▶ Task brief:
The entries are to be returned exactly as written.

____ Supplied material

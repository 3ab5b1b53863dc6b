//! Scratch git repositories for tests.

use std::fs;
use std::path::Path;

use git2::{IndexAddOption, Oid, Repository, ResetType, Signature, Time};
use tempfile::TempDir;

/// A throwaway repository with a deterministic commit clock.
pub(crate) struct RepoFixture {
    dir: TempDir,
    pub repo: Repository,
    clock: i64,
}

impl RepoFixture {
    pub fn new() -> Self {
        let dir = TempDir::new().unwrap();
        let repo = Repository::init(dir.path()).unwrap();
        {
            let mut config = repo.config().unwrap();
            config.set_str("user.name", "Alice").unwrap();
            config.set_str("user.email", "alice@example.com").unwrap();
        }
        Self {
            dir,
            repo,
            clock: 1_700_000_000,
        }
    }

    pub fn path(&self) -> &Path {
        self.dir.path()
    }

    pub fn write(&self, rel: &str, content: &str) {
        let path = self.dir.path().join(rel);
        if let Some(parent) = path.parent() {
            fs::create_dir_all(parent).unwrap();
        }
        fs::write(path, content).unwrap();
    }

    pub fn remove(&self, rel: &str) {
        fs::remove_file(self.dir.path().join(rel)).unwrap();
    }

    pub fn rename(&self, from: &str, to: &str) {
        let to_path = self.dir.path().join(to);
        if let Some(parent) = to_path.parent() {
            fs::create_dir_all(parent).unwrap();
        }
        fs::rename(self.dir.path().join(from), to_path).unwrap();
    }

    /// Stage every change in the working tree and commit it. Returns the id.
    pub fn commit(&mut self, message: &str) -> String {
        self.commit_with_parents(message, &[])
    }

    /// Commit the working tree as a merge of `HEAD` and `other`.
    pub fn merge(&mut self, message: &str, other: &str) -> String {
        self.commit_with_parents(message, &[other])
    }

    /// Point the current branch at `id` and reset the working tree.
    pub fn reset_hard(&self, id: &str) {
        let object = self
            .repo
            .find_object(Oid::from_str(id).unwrap(), None)
            .unwrap();
        self.repo.reset(&object, ResetType::Hard, None).unwrap();
    }

    fn commit_with_parents(&mut self, message: &str, extra: &[&str]) -> String {
        let mut index = self.repo.index().unwrap();
        index
            .add_all(["*"].iter(), IndexAddOption::DEFAULT, None)
            .unwrap();
        index.update_all(["*"].iter(), None).unwrap();
        index.write().unwrap();
        let tree = self.repo.find_tree(index.write_tree().unwrap()).unwrap();

        self.clock += 60;
        let signature =
            Signature::new("Alice", "alice@example.com", &Time::new(self.clock, 120)).unwrap();
        let mut parents: Vec<git2::Commit<'_>> = self
            .repo
            .head()
            .ok()
            .and_then(|h| h.peel_to_commit().ok())
            .into_iter()
            .collect();
        for id in extra {
            parents.push(self.repo.find_commit(Oid::from_str(id).unwrap()).unwrap());
        }
        let parents: Vec<&git2::Commit<'_>> = parents.iter().collect();

        self.repo
            .commit(
                Some("HEAD"),
                &signature,
                &signature,
                message,
                &tree,
                &parents,
            )
            .unwrap()
            .to_string()
    }

    /// A linear history of `count` commits, each adding one file.
    pub fn linear(count: usize) -> (Self, Vec<String>) {
        let mut fixture = Self::new();
        let ids = (0..count)
            .map(|i| {
                let name = format!("file{}.txt", i);
                fixture.write(&name, &format!("content {}\n", i));
                fixture.commit(&format!("Commit {}", i))
            })
            .collect();
        (fixture, ids)
    }
}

________

▶ Result of this task:
repository 3ab5b1b53863dc6b
//! Scratch git repositories for tests.

use std::fs;
use std::path::Path;

use git2::{IndexAddOption, Oid, Repository, ResetType, Signature, Time};
use tempfile::TempDir;

/// A throwaway repository with a deterministic commit clock.
pub(crate) struct RepoFixture {
    dir: TempDir,
    pub repo: Repository,
    clock: i64,
}

impl RepoFixture {
    pub fn new() -> Self {
        let dir = TempDir::new().unwrap();
        let repo = Repository::init(dir.path()).unwrap();
        {
            let mut config = repo.config().unwrap();
            config.set_str("user.name", "Alice").unwrap();
            config.set_str("user.email", "alice@example.com").unwrap();
        }
        Self {
            dir,
            repo,
            clock: 1_700_000_000,
        }
    }

    pub fn path(&self) -> &Path {
        self.dir.path()
    }

    pub fn write(&self, rel: &str, content: &str) {
        let path = self.dir.path().join(rel);
        if let Some(parent) = path.parent() {
            fs::create_dir_all(parent).unwrap();
        }
        fs::write(path, content).unwrap();
    }

    pub fn remove(&self, rel: &str) {
        fs::remove_file(self.dir.path().join(rel)).unwrap();
    }

    pub fn rename(&self, from: &str, to: &str) {
        let to_path = self.dir.path().join(to);
        if let Some(parent) = to_path.parent() {
            fs::create_dir_all(parent).unwrap();
        }
        fs::rename(self.dir.path().join(from), to_path).unwrap();
    }

    /// Stage every change in the working tree and commit it. Returns the id.
    pub fn commit(&mut self, message: &str) -> String {
        self.commit_with_parents(message, &[])
    }

    /// Commit the working tree as a merge of `HEAD` and `other`.
    pub fn merge(&mut self, message: &str, other: &str) -> String {
        self.commit_with_parents(message, &[other])
    }

    /// Point the current branch at `id` and reset the working tree.
    pub fn reset_hard(&self, id: &str) {
        let object = self
            .repo
            .find_object(Oid::from_str(id).unwrap(), None)
            .unwrap();
        self.repo.reset(&object, ResetType::Hard, None).unwrap();
    }

    fn commit_with_parents(&mut self, message: &str, extra: &[&str]) -> String {
        let mut index = self.repo.index().unwrap();
        index
            .add_all(["*"].iter(), IndexAddOption::DEFAULT, None)
            .unwrap();
        index.update_all(["*"].iter(), None).unwrap();
        index.write().unwrap();
        let tree = self.repo.find_tree(index.write_tree().unwrap()).unwrap();

        self.clock += 60;
        let signature =
            Signature::new("Alice", "alice@example.com", &Time::new(self.clock, 120)).unwrap();
        let mut parents: Vec<git2::Commit<'_>> = self
            .repo
            .head()
            .ok()
            .and_then(|h| h.peel_to_commit().ok())
            .into_iter()
            .collect();
        for id in extra {
            parents.push(self.repo.find_commit(Oid::from_str(id).unwrap()).unwrap());
        }
        let parents: Vec<&git2::Commit<'_>> = parents.iter().collect();

        self.repo
            .commit(
                Some("HEAD"),
                &signature,
                &signature,
                message,
                &tree,
                &parents,
            )
            .unwrap()
            .to_string()
    }

    /// A linear history of `count` commits, each adding one file.
    pub fn linear(count: usize) -> (Self, Vec<String>) {
        let mut fixture = Self::new();
        let ids = (0..count)
            .map(|i| {
                let name = format!("file{}.txt", i);
                fixture.write(&name, &format!("content {}\n", i));
                fixture.commit(&format!("Commit {}", i))
            })
            .collect();
        (fixture, ids)
    }
}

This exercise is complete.